**What is being asked:** Which lines below include the string "secret"? Please show each one.

[Stored data]
//! Application state.

use std::sync::Arc;

use webapp_auth_core::InitDataVerifier;

use crate::config::{ConfigError, ServiceConfig};

/// Application state shared across handlers.
#[derive(Clone)]
pub struct AppState {
    /// Service configuration.
    pub config: ServiceConfig,

    /// Init data verifier, keyed once from the bot token.
    pub verifier: Arc<InitDataVerifier>,
}

impl AppState {
    /// Create a new application state.
    ///
    /// Fails when no bot token is configured: the service never runs
    /// without signature verification.
    pub fn new(config: ServiceConfig) -> Result<Self, ConfigError> {
        let secret = config
            .bot_token
            .as_ref()
            .ok_or(ConfigError::MissingBotToken)?;

        let verifier = InitDataVerifier::new(secret, config.verifier_config())?;

        tracing::info!(
            max_age_seconds = config.max_age_seconds,
            require_auth_date = config.require_auth_date,
            "Init data verifier ready"
        );

        Ok(Self {
            config,
            verifier: Arc::new(verifier),
        })
    }
}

**Answer below:**
        let secret = config
        let verifier = InitDataVerifier::new(secret, config.verifier_config())?;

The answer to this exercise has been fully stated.